The program is aimed at finding alternate uses for the estimated 8,000 brownfield lots across the city. These are vacant properties that remain undeveloped because of soil or water pollution or contamination.
"We’re not going to be using sites that are highly contaminated," said Rosanne Albright, who is the Phoenix brownfields program manager. "We're looking for sites that can be used for healthcare facilities, community gardens, urban farms."
Proponents of the project say community gardens revitalize neighborhoods by getting rid of blight, reducing crime and bringing neighbors together.
"These are neighbors who have lived next door to each other for years and years, and they have never known each other existed," said Tom Waldeck. He is the president of Keep Phoenix Beautiful, a non-profit that maintains a 15-acre community garden and urban farm in Phoenix.
Advocates say there are ways to plant gardens on contaminated soil, by cleaning the soil first or using planters with fresh soil. But critics contend it's a bad idea.

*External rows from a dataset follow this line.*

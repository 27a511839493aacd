//! Episode runner and training loop
//!
//! Drives the environment with a learner: single episodes, evaluation
//! sweeps with personas drawn round-robin, interleaved train/eval runs
//! producing a learning curve, and multi-learner comparisons over one
//! shared environment.

use serde::{Deserialize, Serialize};
use uuid::Uuid;

use collections_agent_config::Settings;
use collections_agent_core::{
    legal_actions, Outcome, Persona, Result, TerminalReason, Trajectory, Transition,
};
use collections_agent_policy::Learner;

use crate::environment::Environment;

/// Metrics for one finished episode.
#[derive(Debug, Clone, Serialize, Deserialize)]
pub struct EpisodeMetrics {
    pub episode_id: String,
    pub total_return: f64,
    pub length: u32,
    pub outcome: Outcome,
    pub terminal_reason: TerminalReason,
    pub persona: Persona,
    pub trajectory: Trajectory,
}

/// Plain-serializable episode record for external persistence.
#[derive(Debug, Clone, Serialize, Deserialize)]
pub struct EpisodeRecord {
    pub episode_id: String,
    pub total_return: f64,
    pub length: u32,
    pub outcome: Outcome,
    pub persona: Persona,
    pub transitions: Vec<Transition>,
}

impl From<&EpisodeMetrics> for EpisodeRecord {
    fn from(metrics: &EpisodeMetrics) -> Self {
        Self {
            episode_id: metrics.episode_id.clone(),
            total_return: metrics.total_return,
            length: metrics.length,
            outcome: metrics.outcome,
            persona: metrics.persona.clone(),
            transitions: metrics.trajectory.transitions.clone(),
        }
    }
}

/// Aggregate metrics over an evaluation sweep.
#[derive(Debug, Clone, Serialize, Deserialize)]
pub struct EvalSummary {
    pub episodes: u32,
    pub mean_return: f64,
    pub stddev_return: f64,
    pub mean_length: f64,
    pub success_rate: f64,
    pub partial_success_rate: f64,
    pub hangup_rate: f64,
    pub escalation_rate: f64,
}

impl EvalSummary {
    fn from_episodes(episodes: &[EpisodeMetrics]) -> Self {
        let n = episodes.len().max(1) as f64;
        let mean_return = episodes.iter().map(|e| e.total_return).sum::<f64>() / n;
        let variance = episodes
            .iter()
            .map(|e| (e.total_return - mean_return).powi(2))
            .sum::<f64>()
            / n;
        let rate = |f: fn(&EpisodeMetrics) -> bool| {
            episodes.iter().filter(|e| f(e)).count() as f64 / n
        };
        Self {
            episodes: episodes.len() as u32,
            mean_return,
            stddev_return: variance.sqrt(),
            mean_length: episodes.iter().map(|e| e.length as f64).sum::<f64>() / n,
            success_rate: rate(|e| e.outcome == Outcome::Success),
            partial_success_rate: rate(|e| e.outcome == Outcome::PartialSuccess),
            hangup_rate: rate(|e| e.outcome == Outcome::Hangup),
            escalation_rate: rate(|e| e.outcome == Outcome::Escalated),
        }
    }
}

/// One point on a learning curve.
#[derive(Debug, Clone, Serialize, Deserialize)]
pub struct LearningCurvePoint {
    pub episode: u32,
    pub train_return: f64,
    pub eval_return: Option<f64>,
    pub eval_success_rate: Option<f64>,
}

/// Result of one `train_and_evaluate` run.
#[derive(Debug, Clone, Serialize, Deserialize)]
pub struct TrainingReport {
    pub learner: String,
    pub curve: Vec<LearningCurvePoint>,
    pub final_eval: EvalSummary,
    pub episodes_trained: u64,
}

/// One learner's result in a comparison.
#[derive(Debug, Clone, Serialize, Deserialize)]
pub struct ComparisonEntry {
    pub learner: String,
    pub report: TrainingReport,
}

/// Training-loop configuration.
#[derive(Debug, Clone)]
pub struct TrainerConfig {
    pub episodes: u32,
    pub eval_interval: u32,
    pub eval_episodes: u32,
    pub final_eval_episodes: u32,
    pub eval_enabled: bool,
    pub base_seed: u64,
    pub personas: Vec<Persona>,
}

impl TrainerConfig {
    pub fn from_settings(settings: &Settings) -> Self {
        Self {
            episodes: settings.training.episodes,
            eval_interval: settings.training.eval_interval,
            eval_episodes: settings.training.eval_episodes,
            final_eval_episodes: settings.training.final_eval_episodes,
            eval_enabled: settings.training.eval_enabled,
            base_seed: settings.episode.base_seed,
            personas: Persona::default_pool(),
        }
    }
}

impl Default for TrainerConfig {
    fn default() -> Self {
        Self::from_settings(&Settings::default())
    }
}

/// Run one episode to completion.
///
/// With `train` set, the learner is updated after every step; otherwise it
/// only selects actions.
pub async fn run_episode(
    env: &mut Environment,
    learner: &mut dyn Learner,
    train: bool,
    persona: Persona,
    seed: u64,
) -> Result<EpisodeMetrics> {
    let mut observation = env.reset(persona.clone(), seed);
    let mut terminal_reason = TerminalReason::CompletedNoAgreement;

    loop {
        let legal = legal_actions(observation.dialogue_state);
        let action = learner.select_action(&observation, legal);
        let step = env.step(action).await?;

        if train {
            let next = if step.done {
                None
            } else {
                Some(&step.observation)
            };
            learner.update(&observation, action, step.reward, next, step.done);
        }

        if let Some(reason) = step.info.terminal_reason {
            terminal_reason = reason;
        }
        let done = step.done;
        observation = step.observation;
        if done {
            break;
        }
    }

    let trajectory = env.trajectory().clone();
    Ok(EpisodeMetrics {
        episode_id: Uuid::new_v4().to_string(),
        total_return: trajectory.total_return,
        length: trajectory.len() as u32,
        outcome: trajectory
            .outcome
            .unwrap_or_else(|| terminal_reason.into()),
        terminal_reason,
        persona,
        trajectory,
    })
}

/// Evaluate without learning, personas drawn round-robin.
pub async fn run_evaluation(
    env: &mut Environment,
    learner: &mut dyn Learner,
    episodes: u32,
    personas: &[Persona],
    seed_base: u64,
) -> Result<EvalSummary> {
    let pool: Vec<Persona> = if personas.is_empty() {
        Persona::default_pool()
    } else {
        personas.to_vec()
    };

    let mut results = Vec::with_capacity(episodes as usize);
    for i in 0..episodes {
        let persona = pool[i as usize % pool.len()].clone();
        let metrics =
            run_episode(env, learner, false, persona, seed_base.wrapping_add(i as u64)).await?;
        results.push(metrics);
    }
    Ok(EvalSummary::from_episodes(&results))
}

/// Interleave training with periodic evaluation snapshots.
///
/// Evaluation episodes use a seed range disjoint from training so the two
/// never replay each other's traffic. When evaluation is disabled, the
/// final summary is built from the trailing training episodes instead.
pub async fn train_and_evaluate(
    env: &mut Environment,
    learner: &mut dyn Learner,
    config: &TrainerConfig,
) -> Result<TrainingReport> {
    let mut curve = Vec::with_capacity(config.episodes as usize);
    let mut train_metrics: Vec<EpisodeMetrics> = Vec::new();

    for episode in 0..config.episodes {
        let persona = config.personas[episode as usize % config.personas.len()].clone();
        let seed = config.base_seed.wrapping_add(episode as u64);
        let metrics = run_episode(env, learner, true, persona, seed).await?;

        let mut point = LearningCurvePoint {
            episode,
            train_return: metrics.total_return,
            eval_return: None,
            eval_success_rate: None,
        };

        if config.eval_enabled
            && config.eval_interval > 0
            && (episode + 1) % config.eval_interval == 0
        {
            let summary = run_evaluation(
                env,
                learner,
                config.eval_episodes,
                &config.personas,
                eval_seed_base(config.base_seed, episode),
            )
            .await?;
            tracing::info!(
                episode,
                mean_return = summary.mean_return,
                success_rate = summary.success_rate,
                "evaluation snapshot"
            );
            point.eval_return = Some(summary.mean_return);
            point.eval_success_rate = Some(summary.success_rate);
        }

        curve.push(point);
        train_metrics.push(metrics);
    }

    let final_eval = if config.eval_enabled {
        run_evaluation(
            env,
            learner,
            config.final_eval_episodes,
            &config.personas,
            eval_seed_base(config.base_seed, config.episodes),
        )
        .await?
    } else {
        // Substitute the trailing training episodes.
        let tail = config.final_eval_episodes.min(train_metrics.len() as u32) as usize;
        EvalSummary::from_episodes(&train_metrics[train_metrics.len() - tail..])
    };

    Ok(TrainingReport {
        learner: learner.name().to_string(),
        curve,
        final_eval,
        episodes_trained: learner.episodes_trained(),
    })
}

/// Train and evaluate several learners against one shared environment.
///
/// Each learner is reset first, so comparisons start from a clean slate.
pub async fn compare_learners(
    env: &mut Environment,
    learners: &mut [Box<dyn Learner>],
    config: &TrainerConfig,
) -> Result<Vec<ComparisonEntry>> {
    let mut entries = Vec::with_capacity(learners.len());
    for learner in learners.iter_mut() {
        learner.reset();
        let report = train_and_evaluate(env, learner.as_mut(), config).await?;
        tracing::info!(
            learner = report.learner,
            mean_return = report.final_eval.mean_return,
            "comparison run finished"
        );
        entries.push(ComparisonEntry {
            learner: learner.name().to_string(),
            report,
        });
    }
    Ok(entries)
}

/// Evaluation seeds disjoint from the training range.
fn eval_seed_base(base_seed: u64, episode: u32) -> u64 {
    base_seed
        .wrapping_add(1_000_003)
        .wrapping_add(episode as u64 * 7919)
}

"If you open a garden on this contaminated soil, you run the risk of the produce being contaminated," Brittle said. "We plan to put fliers out in English and in Spanish in all these neighborhoods and warn people about the real hazards."
"You know, when we say growing food over environmentally contaminated property, there is some pause," Albright said. "But remember, part of this project is to identify that contamination and clean it up."
The $400,000 grant from the EPA is the first step.